Stored items:
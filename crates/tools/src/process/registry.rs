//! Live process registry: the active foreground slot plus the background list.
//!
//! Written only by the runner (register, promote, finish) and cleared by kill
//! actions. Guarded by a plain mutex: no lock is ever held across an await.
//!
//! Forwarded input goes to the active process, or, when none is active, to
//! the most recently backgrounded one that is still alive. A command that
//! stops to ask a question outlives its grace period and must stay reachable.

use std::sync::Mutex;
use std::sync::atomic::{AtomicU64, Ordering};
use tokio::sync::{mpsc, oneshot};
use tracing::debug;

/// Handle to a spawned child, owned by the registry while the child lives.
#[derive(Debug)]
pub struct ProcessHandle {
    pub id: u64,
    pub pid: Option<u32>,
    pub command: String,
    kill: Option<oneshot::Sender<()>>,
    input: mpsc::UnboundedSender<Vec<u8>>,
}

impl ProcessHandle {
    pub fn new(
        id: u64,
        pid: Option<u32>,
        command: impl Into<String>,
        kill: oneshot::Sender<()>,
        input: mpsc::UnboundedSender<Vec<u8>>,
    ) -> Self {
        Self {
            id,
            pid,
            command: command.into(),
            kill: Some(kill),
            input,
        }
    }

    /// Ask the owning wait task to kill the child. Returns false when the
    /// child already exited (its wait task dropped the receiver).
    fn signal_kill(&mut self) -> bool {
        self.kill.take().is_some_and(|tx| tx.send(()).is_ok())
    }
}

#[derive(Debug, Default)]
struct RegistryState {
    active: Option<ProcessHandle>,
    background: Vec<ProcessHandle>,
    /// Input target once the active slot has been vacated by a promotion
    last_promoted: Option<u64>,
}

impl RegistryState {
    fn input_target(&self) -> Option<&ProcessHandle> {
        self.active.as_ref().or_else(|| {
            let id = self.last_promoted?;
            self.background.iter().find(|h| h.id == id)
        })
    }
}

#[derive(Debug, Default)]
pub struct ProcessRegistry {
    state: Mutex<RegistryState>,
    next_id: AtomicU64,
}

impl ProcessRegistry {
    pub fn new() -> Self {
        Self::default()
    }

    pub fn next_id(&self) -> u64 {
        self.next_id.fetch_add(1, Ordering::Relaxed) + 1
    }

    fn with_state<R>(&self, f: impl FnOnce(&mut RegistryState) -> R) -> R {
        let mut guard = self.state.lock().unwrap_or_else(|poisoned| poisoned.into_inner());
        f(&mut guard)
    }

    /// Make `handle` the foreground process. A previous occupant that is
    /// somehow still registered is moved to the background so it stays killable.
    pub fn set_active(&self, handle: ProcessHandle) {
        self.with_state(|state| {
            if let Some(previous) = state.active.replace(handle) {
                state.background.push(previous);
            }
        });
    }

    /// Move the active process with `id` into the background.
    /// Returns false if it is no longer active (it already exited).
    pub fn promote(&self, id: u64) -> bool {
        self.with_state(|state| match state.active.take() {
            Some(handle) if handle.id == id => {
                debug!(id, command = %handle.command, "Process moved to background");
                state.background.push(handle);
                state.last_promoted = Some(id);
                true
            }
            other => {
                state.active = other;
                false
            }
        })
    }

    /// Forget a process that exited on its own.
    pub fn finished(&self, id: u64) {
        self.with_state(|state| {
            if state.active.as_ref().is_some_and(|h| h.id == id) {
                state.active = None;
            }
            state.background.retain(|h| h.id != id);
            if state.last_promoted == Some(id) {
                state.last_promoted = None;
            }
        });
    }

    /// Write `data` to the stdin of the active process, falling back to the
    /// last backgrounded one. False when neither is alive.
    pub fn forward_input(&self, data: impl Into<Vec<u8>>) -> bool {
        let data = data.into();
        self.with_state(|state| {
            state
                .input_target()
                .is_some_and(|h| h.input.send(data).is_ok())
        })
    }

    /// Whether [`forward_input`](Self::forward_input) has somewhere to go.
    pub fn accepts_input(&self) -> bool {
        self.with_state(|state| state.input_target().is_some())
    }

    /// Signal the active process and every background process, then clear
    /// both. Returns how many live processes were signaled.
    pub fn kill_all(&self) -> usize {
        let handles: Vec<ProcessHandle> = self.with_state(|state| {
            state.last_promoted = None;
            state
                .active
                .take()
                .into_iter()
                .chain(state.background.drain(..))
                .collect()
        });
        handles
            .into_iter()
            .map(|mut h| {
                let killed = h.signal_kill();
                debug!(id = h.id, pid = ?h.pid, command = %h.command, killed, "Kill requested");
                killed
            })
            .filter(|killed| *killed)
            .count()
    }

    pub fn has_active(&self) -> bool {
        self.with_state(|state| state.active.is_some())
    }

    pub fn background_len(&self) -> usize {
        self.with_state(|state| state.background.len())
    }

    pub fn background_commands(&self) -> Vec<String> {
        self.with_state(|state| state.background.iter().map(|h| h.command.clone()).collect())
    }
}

• Required work: In your reply, restate exactly the lines from the start of the records above through the line holding "false when the", including both, and nothing else.

• Output below:
filename crates/tools/src/process/registry.rs
//! Live process registry: the active foreground slot plus the background list.
//!
//! Written only by the runner (register, promote, finish) and cleared by kill
//! actions. Guarded by a plain mutex: no lock is ever held across an await.
//!
//! Forwarded input goes to the active process, or, when none is active, to
//! the most recently backgrounded one that is still alive. A command that
//! stops to ask a question outlives its grace period and must stay reachable.

use std::sync::Mutex;
use std::sync::atomic::{AtomicU64, Ordering};
use tokio::sync::{mpsc, oneshot};
use tracing::debug;

/// Handle to a spawned child, owned by the registry while the child lives.
#[derive(Debug)]
pub struct ProcessHandle {
    pub id: u64,
    pub pid: Option<u32>,
    pub command: String,
    kill: Option<oneshot::Sender<()>>,
    input: mpsc::UnboundedSender<Vec<u8>>,
}

impl ProcessHandle {
    pub fn new(
        id: u64,
        pid: Option<u32>,
        command: impl Into<String>,
        kill: oneshot::Sender<()>,
        input: mpsc::UnboundedSender<Vec<u8>>,
    ) -> Self {
        Self {
            id,
            pid,
            command: command.into(),
            kill: Some(kill),
            input,
        }
    }

    /// Ask the owning wait task to kill the child. Returns false when the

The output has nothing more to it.